Problem requirements:
Of all the lines below, output only those starting at the one with "pub fn read_hint(path: &Path)" and ending at the one with "tag.add_data(atom, Data::Utf8(value.to_string()));", both ends included, exactly as written.
-- Source material follows --
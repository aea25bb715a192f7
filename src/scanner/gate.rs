// src/scanner/gate.rs
use crate::config::Config;
use log::info;
use std::path::Path;
use std::time::{Duration, SystemTime};

#[derive(Debug, Clone, Copy, PartialEq, Eq)]
pub enum GateDecision {
    Ready,
    /// Modified too recently; a download may still be writing into it.
    TooNew(Duration),
    /// Name carries the downloader's in-progress marker.
    InProgress,
}

impl GateDecision {
    pub fn is_ready(&self) -> bool {
        matches!(self, GateDecision::Ready)
    }
}

/// Decides whether a folder can be touched yet.
pub fn check_folder(folder: &Path, config: &Config) -> std::io::Result<GateDecision> {
    let modified = std::fs::metadata(folder)?.modified()?;
    let decision = decide(folder, modified, SystemTime::now(), config);

    match decision {
        GateDecision::TooNew(age) => {
            info!("⏳ Skipping (too new, {}s old): {}", age.as_secs(), folder.display());
        }
        GateDecision::InProgress => {
            info!("🛑 Skipping (in progress): {}", folder.display());
        }
        GateDecision::Ready => {}
    }

    Ok(decision)
}

fn decide(folder: &Path, modified: SystemTime, now: SystemTime, config: &Config) -> GateDecision {
    // mtime in the future reads as brand new
    let age = now.duration_since(modified).unwrap_or(Duration::ZERO);
    if age < config.min_folder_age {
        return GateDecision::TooNew(age);
    }

    let name = folder
        .file_name()
        .map(|n| n.to_string_lossy().to_lowercase())
        .unwrap_or_default();
    if name.contains(&config.in_progress_marker.to_lowercase()) {
        return GateDecision::InProgress;
    }

    GateDecision::Ready
}

#[cfg(test)]
mod tests {
    use super::*;

    fn at(secs_ago: u64, now: SystemTime) -> SystemTime {
        now - Duration::from_secs(secs_ago)
    }

    #[test]
    fn test_young_folder_is_too_new() {
        let config = Config::default();
        let now = SystemTime::now();
        let decision = decide(Path::new("/in/Book"), at(119, now), now, &config);
        assert_eq!(decision, GateDecision::TooNew(Duration::from_secs(119)));
    }

    #[test]
    fn test_old_folder_is_ready() {
        let config = Config::default();
        let now = SystemTime::now();
        assert!(decide(Path::new("/in/Book"), at(120, now), now, &config).is_ready());
        assert!(decide(Path::new("/in/Book"), at(86_400, now), now, &config).is_ready());
    }

    #[test]
    fn test_future_mtime_is_too_new() {
        let config = Config::default();
        let now = SystemTime::now();
        let future = now + Duration::from_secs(600);
        assert_eq!(
            decide(Path::new("/in/Book"), future, now, &config),
            GateDecision::TooNew(Duration::ZERO)
        );
    }

    #[test]
    fn test_marker_is_in_progress() {
        let config = Config::default();
        let now = SystemTime::now();
        let old = at(3_600, now);
        assert_eq!(
            decide(Path::new("/in/Book-tmpfiles"), old, now, &config),
            GateDecision::InProgress
        );
        assert_eq!(
            decide(Path::new("/in/Book-TMPFILES-2"), old, now, &config),
            GateDecision::InProgress
        );
    }

    #[test]
    fn test_check_folder_fresh_dir() {
        let root = tempfile::tempdir().unwrap();
        let folder = root.path().join("Just Downloaded");
        std::fs::create_dir(&folder).unwrap();

        let decision = check_folder(&folder, &Config::default()).unwrap();
        assert!(matches!(decision, GateDecision::TooNew(_)));
    }

    #[test]
    fn test_check_folder_marker_with_no_age_limit() {
        let root = tempfile::tempdir().unwrap();
        let folder = root.path().join("Book-tmpfiles");
        std::fs::create_dir(&folder).unwrap();

        let config = Config {
            min_folder_age: Duration::ZERO,
            ..Config::default()
        };
        assert_eq!(check_folder(&folder, &config).unwrap(), GateDecision::InProgress);
    }
}
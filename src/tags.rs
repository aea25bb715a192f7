use crate::cover_art::CoverArt;
use crate::metadata::{non_blank, ResolvedMetadata, TagHint};
use anyhow::{Context, Result};
use lofty::picture::PictureType;
use lofty::tag::ItemKey;
use mp4ameta::Fourcc;
use std::path::Path;

/// Semantic fields this tool reads and writes.
#[derive(Debug, Clone, Copy, PartialEq, Eq)]
pub enum Field {
    Title,
    Author,
    Series,
    Cover,
}

const TEXT_FIELDS: [Field; 3] = [Field::Title, Field::Author, Field::Series];

/// Container families, one adapter each.
#[derive(Debug, Clone, Copy, PartialEq, Eq)]
pub enum TagFormat {
    /// iTunes atoms in m4b/m4a
    Mp4,
    /// mp3
    Id3v2,
    /// flac, ogg, opus
    VorbisComments,
}

/// Where a field lives inside a container.
#[derive(Debug, Clone, PartialEq, Eq)]
pub enum TagKey {
    Atom(Fourcc),
    Item(ItemKey),
    Picture(PictureType),
}

impl TagFormat {
    pub fn from_path(path: &Path) -> Option<Self> {
        let ext = path.extension()?.to_str()?.to_lowercase();
        match ext.as_str() {
            "m4b" | "m4a" => Some(TagFormat::Mp4),
            "mp3" => Some(TagFormat::Id3v2),
            "flac" | "ogg" | "opus" => Some(TagFormat::VorbisComments),
            _ => None,
        }
    }

    pub fn key(self, field: Field) -> TagKey {
        match (self, field) {
            (TagFormat::Mp4, Field::Title) => TagKey::Atom(Fourcc(*b"\xa9nam")),
            (TagFormat::Mp4, Field::Author) => TagKey::Atom(Fourcc(*b"\xa9ART")),
            (TagFormat::Mp4, Field::Series) => TagKey::Atom(Fourcc(*b"\xa9alb")),
            (TagFormat::Mp4, Field::Cover) => TagKey::Atom(Fourcc(*b"covr")),
            // TIT2 / TITLE
            (_, Field::Title) => TagKey::Item(ItemKey::TrackTitle),
            // TPE1 / ARTIST
            (_, Field::Author) => TagKey::Item(ItemKey::TrackArtist),
            // TALB / ALBUM
            (_, Field::Series) => TagKey::Item(ItemKey::AlbumTitle),
            // APIC / METADATA_BLOCK_PICTURE
            (_, Field::Cover) => TagKey::Picture(PictureType::CoverFront),
        }
    }
}

/// Values written into every audio file of a book.
#[derive(Debug, Clone)]
pub struct TagPayload {
    pub title: String,
    pub author: String,
    pub series: String,
    pub cover: Option<CoverArt>,
}

impl TagPayload {
    pub fn new(metadata: &ResolvedMetadata, cover: Option<CoverArt>) -> Self {
        Self {
            title: metadata.title.clone(),
            author: metadata.author.clone(),
            series: metadata.series.clone(),
            cover,
        }
    }

    fn text(&self, field: Field) -> Option<&str> {
        match field {
            Field::Title => Some(&self.title),
            Field::Author => Some(&self.author),
            Field::Series => Some(&self.series),
            Field::Cover => None,
        }
    }
}

/// Reads hints from and writes payloads into audio files.
pub trait TagStore {
    fn read_hint(&self, path: &Path) -> Result<TagHint>;
    fn write(&self, path: &Path, payload: &TagPayload) -> Result<()>;
}

/// Tag store backed by mp4ameta (MP4) and lofty (everything else).
#[derive(Debug, Clone, Copy, Default)]
pub struct ContainerTags;

impl ContainerTags {
    fn format_of(path: &Path) -> Result<TagFormat> {
        TagFormat::from_path(path)
            .with_context(|| format!("Unsupported format: {}", path.display()))
    }
}

impl TagStore for ContainerTags {
    fn read_hint(&self, path: &Path) -> Result<TagHint> {
        match Self::format_of(path)? {
            TagFormat::Mp4 => mp4::read_hint(path),
            format => lofty_tags::read_hint(path, format),
        }
    }

    fn write(&self, path: &Path, payload: &TagPayload) -> Result<()> {
        let format = Self::format_of(path)?;

        let metadata = std::fs::metadata(path)?;
        if metadata.len() == 0 {
            anyhow::bail!("File is empty (0 bytes)");
        }

        match format {
            TagFormat::Mp4 => mp4::write(path, payload),
            format => lofty_tags::write(path, format, payload),
        }
    }
}

// iTunes M4A/M4B files
mod mp4 {
    use super::*;
    use mp4ameta::{Data, Tag};

    fn atom(field: Field) -> Result<Fourcc> {
        match TagFormat::Mp4.key(field) {
            TagKey::Atom(atom) => Ok(atom),
            other => anyhow::bail!("{:?} is not an MP4 atom", other),
        }
    }

    pub fn read_hint(path: &Path) -> Result<TagHint> {
        let tag = Tag::read_from_path(path)?;
        let first = |field| -> Result<Option<String>> {
            Ok(tag.strings_of(&atom(field)?).next().and_then(non_blank))
        };

        Ok(TagHint {
            title: first(Field::Series)?,
            author: first(Field::Author)?,
        })
    }

    pub fn write(path: &Path, payload: &TagPayload) -> Result<()> {
        let mut tag = Tag::read_from_path(path)?;

        for field in TEXT_FIELDS {
            let atom = atom(field)?;
            tag.remove_data_of(&atom);
            if let Some(value) = payload.text(field) {
                tag.add_data(atom, Data::Utf8(value.to_string()));
            }
        }

        if let Some(cover) = &payload.cover {
            let atom = atom(Field::Cover)?;
            tag.remove_data_of(&atom);
            let data = if cover.is_png() {
                Data::Png(cover.data.clone())
            } else {
                Data::Jpeg(cover.data.clone())
            };
            tag.add_data(atom, data);
        }

        tag.write_to_path(path)?;
        Ok(())
    }
}

// MP3, FLAC, OGG, Opus
mod lofty_tags {
    use super::*;
    use lofty::config::WriteOptions;
    use lofty::file::{AudioFile, TaggedFileExt};
    use lofty::picture::{MimeType, Picture};
    use lofty::probe::Probe;
    use lofty::tag::Tag;

    pub fn read_hint(path: &Path, format: TagFormat) -> Result<TagHint> {
        let tagged_file = Probe::open(path)?.read()?;

        let Some(tag) = tagged_file.primary_tag().or_else(|| tagged_file.first_tag()) else {
            return Ok(TagHint::default());
        };

        let first = |field| match format.key(field) {
            TagKey::Item(key) => tag.get_string(&key).and_then(non_blank),
            _ => None,
        };

        Ok(TagHint {
            title: first(Field::Series),
            author: first(Field::Author),
        })
    }

    pub fn write(path: &Path, format: TagFormat, payload: &TagPayload) -> Result<()> {
        let mut tagged_file = Probe::open(path)?.read()?;

        if tagged_file.primary_tag().is_none() {
            let tag_type = tagged_file.primary_tag_type();
            tagged_file.insert_tag(Tag::new(tag_type));
        }
        let tag = tagged_file
            .primary_tag_mut()
            .context("File has no writable tag")?;

        for field in TEXT_FIELDS {
            let TagKey::Item(key) = format.key(field) else {
                anyhow::bail!("{:?} has no text key for {:?}", format, field);
            };
            tag.remove_key(&key);
            if let Some(value) = payload.text(field) {
                tag.insert_text(key, value.to_string());
            }
        }

        if let Some(cover) = &payload.cover {
            let TagKey::Picture(picture_type) = format.key(Field::Cover) else {
                anyhow::bail!("{:?} has no picture slot", format);
            };
            let mime = if cover.is_png() { MimeType::Png } else { MimeType::Jpeg };

            tag.remove_picture_type(picture_type);
            tag.push_picture(Picture::new_unchecked(
                picture_type,
                Some(mime),
                None,
                cover.data.clone(),
            ));
        }

        tagged_file.save_to_path(path, WriteOptions::default())?;
        Ok(())
    }
}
-- Source material concluded --
Answer to this task:
    pub fn read_hint(path: &Path) -> Result<TagHint> {
        let tag = Tag::read_from_path(path)?;
        let first = |field| -> Result<Option<String>> {
            Ok(tag.strings_of(&atom(field)?).next().and_then(non_blank))
        };

        Ok(TagHint {
            title: first(Field::Series)?,
            author: first(Field::Author)?,
        })
    }

    pub fn write(path: &Path, payload: &TagPayload) -> Result<()> {
        let mut tag = Tag::read_from_path(path)?;

        for field in TEXT_FIELDS {
            let atom = atom(field)?;
            tag.remove_data_of(&atom);
            if let Some(value) = payload.text(field) {
                tag.add_data(atom, Data::Utf8(value.to_string()));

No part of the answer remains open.